Don't Rebuild, Regrow




New Orleans is one of the most interesting cities in the world, and I say this as someone who's never personally experienced the city, but I'm familiar with the art, literature, music, food and joy it has spread into American culture. New Orleans is the Id of America: energetic, sensual, emotional, creative, disorganized, risky, fun. New Orleans was post-modern, in a pre-modern sort of way; perhaps it would be more true to say that it was archaic and traditional, in a cutting-edge, ever-changing fashion. Perhaps not. New Orleans invented traditions -- Mardi Gras, Jazz, etc. -- and those traditions invented New Orleans, as we know it.

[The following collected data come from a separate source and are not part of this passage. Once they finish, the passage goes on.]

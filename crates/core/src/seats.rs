use std::collections::HashSet;

use serde::{Deserialize, Serialize};
use thiserror::Error;

pub const SEAT_ROWS: u8 = 10;
pub const SEATS_PER_ROW: u8 = 4;

/// Seats the demo layout treats as already sold.
pub const MOCK_OCCUPIED_SEATS: [&str; 5] = ["1A", "2B", "5C", "8D", "10A"];
pub const BEST_SEATS: [&str; 6] = ["1A", "1B", "1C", "1D", "2A", "2B"];

#[derive(Debug, Clone, PartialEq, Eq, Error)]
pub enum SeatError {
    #[error("seat {0} does not exist on this bus")]
    UnknownSeat(String),
    #[error("seat {0} is already taken")]
    Occupied(String),
}

#[derive(Debug, Clone, PartialEq, Eq, Serialize, Deserialize)]
pub struct SeatInfo {
    pub label: String,
    pub row: u8,
    pub column: char,
    pub occupied: bool,
    pub recommended: bool,
}

pub fn seat_labels() -> Vec<String> {
    (0..SEAT_ROWS * SEATS_PER_ROW)
        .map(|index| {
            let row = index / SEATS_PER_ROW + 1;
            let column = (b'A' + index % SEATS_PER_ROW) as char;
            format!("{row}{column}")
        })
        .collect()
}

pub fn normalize_seat(label: &str) -> String {
    label.trim().to_ascii_uppercase()
}

pub fn is_valid_seat(label: &str) -> bool {
    let label = normalize_seat(label);
    let Some(column) = label.chars().last() else {
        return false;
    };
    let row = &label[..label.len() - column.len_utf8()];
    let Ok(row) = row.parse::<u8>() else {
        return false;
    };
    (1..=SEAT_ROWS).contains(&row)
        && ('A'..(b'A' + SEATS_PER_ROW) as char).contains(&column)
        && !label.starts_with('0')
}

/// Full layout with the mock occupied seats and `booked` merged in.
pub fn seat_map(booked: &HashSet<String>) -> Vec<SeatInfo> {
    seat_labels()
        .into_iter()
        .enumerate()
        .map(|(index, label)| {
            let index = index as u8;
            let occupied = MOCK_OCCUPIED_SEATS.contains(&label.as_str()) || booked.contains(&label);
            SeatInfo {
                recommended: BEST_SEATS.contains(&label.as_str()) && !occupied,
                row: index / SEATS_PER_ROW + 1,
                column: (b'A' + index % SEATS_PER_ROW) as char,
                occupied,
                label,
            }
        })
        .collect()
}

pub fn ensure_seat_available(label: &str, booked: &HashSet<String>) -> Result<String, SeatError> {
    let normalized = normalize_seat(label);
    if !is_valid_seat(&normalized) {
        return Err(SeatError::UnknownSeat(label.trim().to_string()));
    }
    if MOCK_OCCUPIED_SEATS.contains(&normalized.as_str()) || booked.contains(&normalized) {
        return Err(SeatError::Occupied(normalized));
    }
    Ok(normalized)
}
use std::env;
use std::path::PathBuf;
use std::time::Duration;

pub const DEFAULT_API_KEY: &str = "dev-trustroute-key";
pub const DEFAULT_CHAT_MODEL: &str = "qwen/qwen-2.5-72b-instruct";
const DEFAULT_SESSION_TTL_SECONDS: u64 = 60 * 60 * 24 * 7;
const MIN_BCRYPT_COST: u32 = 4;
const MAX_BCRYPT_COST: u32 = 31;

/// Runtime settings for the HTTP service, read once from `TRUSTROUTE_*`.
#[derive(Debug, Clone)]
pub struct ApiConfig {
    pub bind: String,
    /// `None` or `"memory"` keeps everything in process.
    pub database_url: Option<String>,
    pub api_key: String,
    pub session_ttl: Duration,
    pub cookie_name: String,
    pub cookie_domain: Option<String>,
    pub cookie_secure: bool,
    pub cookie_same_site: String,
    pub allowed_origins: Vec<String>,
    pub api_rate_limit_window: Duration,
    pub api_rate_limit_max: usize,
    pub auth_rate_limit_window: Duration,
    pub auth_rate_limit_max: usize,
    pub openrouter_api_key: Option<String>,
    pub chat_model: String,
    pub policy_doc: Option<PathBuf>,
    pub bcrypt_cost: u32,
}

impl Default for ApiConfig {
    fn default() -> Self {
        Self {
            bind: "0.0.0.0:8080".to_string(),
            database_url: None,
            api_key: DEFAULT_API_KEY.to_string(),
            session_ttl: Duration::from_secs(DEFAULT_SESSION_TTL_SECONDS),
            cookie_name: "trustroute_session".to_string(),
            cookie_domain: None,
            cookie_secure: true,
            cookie_same_site: "lax".to_string(),
            allowed_origins: default_allowed_origins(),
            api_rate_limit_window: Duration::from_secs(60),
            api_rate_limit_max: 80,
            auth_rate_limit_window: Duration::from_secs(60),
            auth_rate_limit_max: 12,
            openrouter_api_key: None,
            chat_model: DEFAULT_CHAT_MODEL.to_string(),
            policy_doc: None,
            bcrypt_cost: 10,
        }
    }
}

impl ApiConfig {
    pub fn from_env() -> Self {
        let defaults = Self::default();

        Self {
            bind: non_empty_var("TRUSTROUTE_BIND").unwrap_or(defaults.bind),
            database_url: non_empty_var("TRUSTROUTE_DATABASE_URL"),
            api_key: non_empty_var("TRUSTROUTE_API_KEY").unwrap_or(defaults.api_key),
            session_ttl: parsed_var::<u64>("TRUSTROUTE_SESSION_TTL_SECONDS")
                .map(Duration::from_secs)
                .unwrap_or(defaults.session_ttl),
            cookie_name: non_empty_var("TRUSTROUTE_SESSION_COOKIE_NAME")
                .unwrap_or(defaults.cookie_name),
            cookie_domain: non_empty_var("TRUSTROUTE_SESSION_COOKIE_DOMAIN"),
            cookie_secure: non_empty_var("TRUSTROUTE_COOKIE_SECURE")
                .map(|value| !matches!(value.to_ascii_lowercase().as_str(), "0" | "false" | "no"))
                .unwrap_or(defaults.cookie_secure),
            cookie_same_site: sanitize_enum_value(
                non_empty_var("TRUSTROUTE_COOKIE_SAMESITE")
                    .unwrap_or(defaults.cookie_same_site)
                    .as_str(),
                &["strict", "lax", "none"],
                "lax",
            ),
            allowed_origins: non_empty_var("TRUSTROUTE_ALLOWED_ORIGINS")
                .map(|value| parse_allowed_origins(&value))
                .unwrap_or(defaults.allowed_origins),
            api_rate_limit_window: parsed_var::<u64>("TRUSTROUTE_API_RATE_LIMIT_WINDOW_SECONDS")
                .map(Duration::from_secs)
                .unwrap_or(defaults.api_rate_limit_window),
            api_rate_limit_max: parsed_var("TRUSTROUTE_API_RATE_LIMIT_MAX")
                .unwrap_or(defaults.api_rate_limit_max),
            auth_rate_limit_window: parsed_var::<u64>("TRUSTROUTE_AUTH_RATE_LIMIT_WINDOW_SECONDS")
                .map(Duration::from_secs)
                .unwrap_or(defaults.auth_rate_limit_window),
            auth_rate_limit_max: parsed_var("TRUSTROUTE_AUTH_RATE_LIMIT_MAX")
                .unwrap_or(defaults.auth_rate_limit_max),
            openrouter_api_key: non_empty_var("OPENROUTER_API_KEY"),
            chat_model: non_empty_var("TRUSTROUTE_CHAT_MODEL").unwrap_or(defaults.chat_model),
            policy_doc: non_empty_var("TRUSTROUTE_POLICY_DOC").map(PathBuf::from),
            bcrypt_cost: parsed_var::<u32>("TRUSTROUTE_BCRYPT_COST")
                .map(|cost| cost.clamp(MIN_BCRYPT_COST, MAX_BCRYPT_COST))
                .unwrap_or(defaults.bcrypt_cost),
        }
    }
}

fn non_empty_var(name: &str) -> Option<String> {
    env::var(name)
        .ok()
        .map(|value| value.trim().to_string())
        .filter(|value| !value.is_empty())
}

fn parsed_var<T: std::str::FromStr>(name: &str) -> Option<T> {
    non_empty_var(name).and_then(|value| value.parse::<T>().ok())
}

fn default_allowed_origins() -> Vec<String> {
    [
        "http://localhost:3000",
        "http://127.0.0.1:3000",
        "http://localhost:5500",
        "http://127.0.0.1:5500",
    ]
    .iter()
    .map(|value| value.to_string())
    .collect()
}

/// Comma-separated origins, trailing slashes dropped.
pub fn parse_allowed_origins(raw: &str) -> Vec<String> {
    raw.split(',')
        .map(|origin| origin.trim().trim_end_matches('/').to_string())
        .filter(|origin| !origin.is_empty())
        .collect()
}

pub fn sanitize_enum_value(value: &str, allowed: &[&str], default: &str) -> String {
    let normalized = value.trim().to_ascii_lowercase();
    if allowed.contains(&normalized.as_str()) {
        normalized
    } else {
        default.to_string()
    }
}

#[cfg(test)]
mod tests {
    use super::*;

    #[test]
    fn origins_are_trimmed_and_blank_entries_dropped() {
        assert_eq!(
            parse_allowed_origins(" https://trustroute.in/ , ,http://localhost:3000"),
            vec!["https://trustroute.in", "http://localhost:3000"]
        );
    }

    #[test]
    fn unknown_same_site_falls_back() {
        assert_eq!(sanitize_enum_value("STRICT", &["strict", "lax"], "lax"), "strict");
        assert_eq!(sanitize_enum_value("sideways", &["strict", "lax"], "lax"), "lax");
    }

    #[test]
    fn defaults_match_local_development() {
        let config = ApiConfig::default();
        assert_eq!(config.session_ttl, Duration::from_secs(604_800));
        assert_eq!(config.cookie_name, "trustroute_session");
        assert!(config.database_url.is_none());
        assert!(config
            .allowed_origins
            .iter()
            .any(|origin| origin == "http://localhost:3000"));
    }
}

The one thing that New Orleans is not is a modern city. Or, to be more precise, a modernist city. This is why we must not rebuild New Orleans, at least not if it means trying to improve, fix, plan or design the result. That would kill the soul of the city and damage the heart of a nation. We should, instead, make a new space for New Orleans' displaced denizens to regenerate it: infrastructure, and defenses against the water, to be sure; insurance, loans, charity and spendthrift consumerism, absolutely; National Guard, volunteers, Red Cross, tourists are welcome.

Building codes and regulations, though, should set aside by administrative fiat; anyone who"draws up" or"mocks up" or" conceptualizes" the way the city might look in two, five, ten years, should be treated like a looter and summarily.... removed from the city. Any attempt to mandate adherence to the pre-Katrina"look and feel" is also anathema: even without disasters, cities change and grow and the only way that New New Orleans will have the charm and power of Old New Orleans is if it is allowed to grow in that raw organic fashion which worked so well the first time. Professional developers and major corporations should be allowed to rebuild their existing real estate, but expansion must be put on hold for a few years and should not be exempted from building codes, etc.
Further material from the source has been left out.